Personal

Kay Bidle is an Assistant Professor at IMCS and studies marine microbes, like phytoplankton, bacteria and viruses. He came to Rutgers in 2001 from the Scripps Institution of Oceanography in La Jolla, California, where he received his PhD in Marine Biology. Kay won the 2005 Raymond A. Lindeman Award, an international recognition given by the American Society of Limnology and Oceanography for the best scientific research paper by a young oceanographer.
Kay lives in Lawrenceville, NJ with his wife, Kelly, and his three blond boys. He enjoys spending time with his family---playing sports, visiting the NJ shore, biking, hiking and traveling. Kay is passionate about soccer, music, skateboarding, and surfing. On nice sunny days, you may see Kay commuting through New Brunswick on his long skateboard. He is actively involved in the Lawrence Hamnett Soccer Association, as a coach for both travel and recreation soccer teams and a member of the Board. Kay is also an active participant in Sustainable Lawrence, a non-profit organization of Lawrence Township residents dedicated to a sustainable community through alternative fuel, locally produced food, and environmentally-friendly practices. He currently serves on ‘The Solar Panel’,which is exploring ways with which Lawrence Township can implement community solar projects for its energy needs.

Research

The oceans represent the oldest, evolving continuum on Earth with its evolutionary heritage being imprinted within the genes of resident microbes. Microorganisms (i.e., phytoplankton, bacteria, viruses) account for >90% of all oceanic biomass on Earth with their dynamic activities largely driving how the ocean works as a biological system. These small organisms will be the first responders to climate change and will dictate how ocean responds as a healthy system. Still, we are faced with fundamental open questions about the activity, molecular diversity, and evolutionary development of their biochemical and molecular strategies. We remain largely ignorant of key cellular strategies, including stress response, cell communication, signaling, and defense. These are directly relevant to issues of health and biotechnology, such as discovery of novel, active natural metabolites in relation to apoptosis and disease and the molecular control of fine-structured biomaterials. Given that most of Earth’s genetic diversity lies in the oceanic microbial world that has been evolving for ~ 3 billion years, important cellular and medical advances will likely emerge from this realm. A fundamental objective of my research program is to elucidate the activity, diversity and evolution of microbial genes and link them to key oceanic ecosystem and biogeochemical processes, by merging biochemistry, molecular biology, and genome-based approaches with innovative instrumentation. My goals are to not only understand the function and evolution of important molecules/enzymes in an oceanic ecosystem context, but also to apply them to relevant medical and biotechnological initiatives.

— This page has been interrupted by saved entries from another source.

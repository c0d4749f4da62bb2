//! Terminal output formatting
//!
//! Display utilities for CLI results and pretty-printing.

pub mod display;
pub mod formatters;

pub use display::{
    print_cache_status, print_definition, print_fetch_outcome, print_solve_result,
    print_sync_outcome,
};
pub use formatters::{DefinitionView, MAX_DEFINITIONS_PER_MEANING, format_size};
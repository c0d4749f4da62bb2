//! Embedded word list
//!
//! Bundled dictionary compiled into the binary at build time.

include!(concat!(env!("OUT_DIR"), "/wordlist.rs"));
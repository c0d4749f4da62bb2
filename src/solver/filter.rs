//! Word acceptance predicate

use crate::core::AllowedSet;

/// Shortest word a puzzle accepts
pub const MIN_WORD_LENGTH: usize = 4;

/// Check whether a word is a valid answer for a puzzle
///
/// A word qualifies when it:
/// - has at least [`MIN_WORD_LENGTH`] characters
/// - contains no uppercase letters (proper nouns in mixed-case lists)
/// - contains the center letter
/// - uses only letters from the allowed set, repeats permitted
///
/// # Examples
/// ```
/// use honeycomb::core::AllowedSet;
/// use honeycomb::solver::is_allowed_word;
///
/// let allowed = AllowedSet::from_letters("pituarl");
/// assert!(is_allowed_word("pillar", allowed, 'l'));
/// assert!(!is_allowed_word("trip", allowed, 'l'));
/// ```
#[must_use]
pub fn is_allowed_word(word: &str, allowed: AllowedSet, center: char) -> bool {
    if word.chars().count() < MIN_WORD_LENGTH {
        return false;
    }

    if word.chars().any(char::is_uppercase) {
        return false;
    }

    if !word.contains(center) {
        return false;
    }

    word.chars().all(|ch| allowed.contains(ch))
}
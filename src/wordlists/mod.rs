//! Word lists for Spelling Bee solving
//!
//! Sources (embedded, file, HTTP), the normalized in-memory list, and the
//! load-once cache that hands it to every solve.

mod cache;
mod embedded;
pub mod loader;

pub use cache::WordListCache;
pub use embedded::{EMBEDDED_WORDS, EMBEDDED_WORDS_COUNT};
pub use loader::{
    EmbeddedSource, FileSource, HttpSource, WordList, WordListSource, source_from_setting,
};
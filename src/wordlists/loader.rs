//! Word list parsing and sources
//!
//! A source only knows how to produce raw text; [`WordList::parse`] turns that
//! text into the normalized in-memory list.

use super::embedded::EMBEDDED_WORDS;
use crate::error::WordListError;
use async_trait::async_trait;
use std::path::PathBuf;
use tracing::debug;

/// Normalized word list: one trimmed, non-empty entry per source line
///
/// Order is preserved and duplicates are kept. Letter case is left alone so
/// capitalized proper nouns can still be recognized by the solver.
#[derive(Debug, Clone, Default, PartialEq, Eq)]
pub struct WordList {
    words: Vec<String>,
}

impl WordList {
    /// Parse raw word list text
    ///
    /// # Examples
    /// ```
    /// use honeycomb::wordlists::WordList;
    ///
    /// let list = WordList::parse("pill\r\n  pillar \n\n\ntulip");
    /// assert_eq!(list.words(), ["pill", "pillar", "tulip"]);
    /// ```
    #[must_use]
    pub fn parse(text: &str) -> Self {
        // `lines` already strips a trailing '\r'
        let words = text
            .lines()
            .map(str::trim)
            .filter(|line| !line.is_empty())
            .map(str::to_owned)
            .collect();
        Self { words }
    }

    #[must_use]
    pub fn from_words<I, S>(words: I) -> Self
    where
        I: IntoIterator<Item = S>,
        S: Into<String>,
    {
        let text: Vec<String> = words.into_iter().map(Into::into).collect();
        Self::parse(&text.join("\n"))
    }

    #[inline]
    #[must_use]
    pub fn words(&self) -> &[String] {
        &self.words
    }

    #[inline]
    #[must_use]
    pub fn len(&self) -> usize {
        self.words.len()
    }

    #[inline]
    #[must_use]
    pub fn is_empty(&self) -> bool {
        self.words.is_empty()
    }
}

/// Anything that can hand over the raw word list text
#[async_trait]
pub trait WordListSource: Send + Sync {
    /// Human-readable origin, used in error messages and logs
    fn name(&self) -> String;

    /// Read the complete raw text
    async fn read_text(&self) -> Result<String, WordListError>;
}

/// The list compiled into the binary
#[derive(Debug, Clone, Copy, Default)]
pub struct EmbeddedSource;

#[async_trait]
impl WordListSource for EmbeddedSource {
    fn name(&self) -> String {
        "embedded word list".to_string()
    }

    async fn read_text(&self) -> Result<String, WordListError> {
        Ok(EMBEDDED_WORDS.join("\n"))
    }
}

/// A plain text file on disk
#[derive(Debug, Clone)]
pub struct FileSource {
    path: PathBuf,
}

impl FileSource {
    pub fn new(path: impl Into<PathBuf>) -> Self {
        Self { path: path.into() }
    }
}

#[async_trait]
impl WordListSource for FileSource {
    fn name(&self) -> String {
        self.path.display().to_string()
    }

    async fn read_text(&self) -> Result<String, WordListError> {
        debug!(path = %self.path.display(), "reading word list file");
        tokio::fs::read_to_string(&self.path)
            .await
            .map_err(|e| WordListError::Unavailable {
                source_name: self.name(),
                reason: e.to_string(),
            })
    }
}

/// A word list served over HTTP, always fetched fresh
#[derive(Debug, Clone)]
pub struct HttpSource {
    client: reqwest::Client,
    url: String,
}

impl HttpSource {
    pub fn new(client: reqwest::Client, url: impl Into<String>) -> Self {
        Self {
            client,
            url: url.into(),
        }
    }
}

#[async_trait]
impl WordListSource for HttpSource {
    fn name(&self) -> String {
        self.url.clone()
    }

    async fn read_text(&self) -> Result<String, WordListError> {
        let unavailable = |reason: String| WordListError::Unavailable {
            source_name: self.url.clone(),
            reason,
        };

        debug!(url = %self.url, "fetching word list");
        let response = self
            .client
            .get(&self.url)
            .header(reqwest::header::CACHE_CONTROL, "no-store")
            .send()
            .await
            .map_err(|e| unavailable(e.to_string()))?;

        let status = response.status();
        if !status.is_success() {
            return Err(unavailable(format!("HTTP {}", status.as_u16())));
        }

        response.text().await.map_err(|e| unavailable(e.to_string()))
    }
}

/// Pick a source from a config setting
///
/// `"embedded"` selects the bundled list, `http://` and `https://` values are
/// fetched over the network, anything else is treated as a file path.
#[must_use]
pub fn source_from_setting(setting: &str, client: &reqwest::Client) -> Box<dyn WordListSource> {
    let setting = setting.trim();
    if setting.eq_ignore_ascii_case("embedded") {
        Box::new(EmbeddedSource)
    } else if setting.starts_with("http://") || setting.starts_with("https://") {
        Box::new(HttpSource::new(client.clone(), setting))
    } else {
        Box::new(FileSource::new(setting))
    }
}
//! One-shot reload flag for shells that adopt a new cache version

use std::sync::atomic::{AtomicBool, Ordering};

/// Lets a consumer reload at most once per activation it observes
///
/// Create one guard per page load (or shell start). Every activation
/// notification calls [`claim`](Self::claim); only the first call wins.
#[derive(Debug, Default)]
pub struct ReloadGuard {
    fired: AtomicBool,
}

impl ReloadGuard {
    #[must_use]
    pub const fn new() -> Self {
        Self {
            fired: AtomicBool::new(false),
        }
    }

    /// `true` exactly once for the lifetime of the guard
    pub fn claim(&self) -> bool {
        !self.fired.swap(true, Ordering::AcqRel)
    }

    #[must_use]
    pub fn has_fired(&self) -> bool {
        self.fired.load(Ordering::Acquire)
    }
}
//! Build script to embed the default word list and the asset cache version
//!
//! Reads the bundled word list and generates Rust source code with a const array.
//! The cache version is taken from `HONEYCOMB_CACHE_VERSION` at build time so a
//! deploy can bump it without editing source.

use std::env;
use std::fs;
use std::io::Write;
use std::path::Path;

const DEFAULT_CACHE_VERSION: &str = "honeycomb-v1.3";

fn main() {
    let out_dir = env::var("OUT_DIR").unwrap();

    generate_word_list(
        "data/wordlist.txt",
        &Path::new(&out_dir).join("wordlist.rs"),
        "EMBEDDED_WORDS",
        "Bundled dictionary word list",
    );

    let version = env::var("HONEYCOMB_CACHE_VERSION")
        .ok()
        .filter(|v| !v.trim().is_empty())
        .unwrap_or_else(|| DEFAULT_CACHE_VERSION.to_string());
    println!("cargo:rustc-env=HONEYCOMB_CACHE_VERSION={version}");

    println!("cargo:rerun-if-changed=data/wordlist.txt");
    println!("cargo:rerun-if-env-changed=HONEYCOMB_CACHE_VERSION");
}

fn generate_word_list(input_path: &str, output_path: &Path, const_name: &str, doc_comment: &str) {
    let content = fs::read_to_string(input_path)
        .unwrap_or_else(|e| panic!("Failed to read {input_path}: {e}"));

    let words: Vec<&str> = content
        .lines()
        .map(str::trim)
        .filter(|w| !w.is_empty())
        .collect();
    let count = words.len();

    let mut output = fs::File::create(output_path)
        .unwrap_or_else(|e| panic!("Failed to create {}: {e}", output_path.display()));

    writeln!(output, "// Generated word list").unwrap();
    writeln!(output, "//").unwrap();
    writeln!(output, "// {doc_comment}").unwrap();
    writeln!(output).unwrap();
    writeln!(output, "/// {doc_comment}").unwrap();
    writeln!(output, "pub const {const_name}: &[&str] = &[").unwrap();

    for word in words {
        writeln!(output, "    {word:?},").unwrap();
    }

    writeln!(output, "];").unwrap();
    writeln!(output).unwrap();
    writeln!(output, "/// Number of words in {const_name}").unwrap();
    writeln!(output, "pub const {const_name}_COUNT: usize = {count};").unwrap();
}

Artist's rendention of 'zooming into a bloom' (credit of: Nivi Alroy)

Interestingly, apoptosis (along with its sophisticated molecular machinery) was not thought to exist in unicellular organisms, like phytoplankton. Our work is fundamentally changing that view and providing a novel paradigm for the evolution of PCD in the oceans. Indeed, we have provided novel molecular insight into phytoplankton mortality and novel ecological and evolutionary context for PCD as an important loss component in natural systems. Planktonic, prokaryotic and eukaryotic photoautotrophs, organisms that evolved well before the first metazoans appear in the fossil record, possess a core set of proteins that function like the metazoan PCD machinery. Our strategy has been to combine a suite of physiological, biochemical, and molecular biology approaches to well-characterized model phytoplankton systems like diatoms, coccolithophores, dinoflagellates and cyanobacteria—the major classes of phytoplankton that dominate the modern ocean.

I am particularly interested in the link between viral infection and PCD. The PCD machinery in phytoplankton may have evolved as a defense mechanism to prevent massive viral infection (and demise) of a population. My lab has been investigating viral infection as a potential evolutionary driver for PCD using an Emiliania huxleyi virus model system. E. huxleyi belongs to the ‘coccolithophores’, a class of unicellular phytoplankton that dominates the modern ocean and mediates the oceanic carbon cycle and biological pump. E. huxleyi is by far the most abundant and cosmopolitan coccolithophore on a global basis, forming massive annual blooms in the North Atlantic, which are routinely infected and terminated by viruses. We have discovered that the sophisticated relationship between E. huxleyi and its virus revolves around the precise control of the apoptotic machinery.  Most recently, we have shown that the EhV virus dramatically triggers and actively recruits the host’s apoptotic machinery as part of its replication cycle. Hence, we are discovering fundamental similarities between phytoplankton and animal viruses, which may lead to novel treatments for cancer and disease. Our research also aims to assess the ecological relevance of apoptosis in natural E. huxleyi blooms in the Norwegian Sea and the North Atlantic ocean. We are applying our molecular understanding of this process as tools to assess the importance of virus infection and apoptosis during natural blooms in the oceans.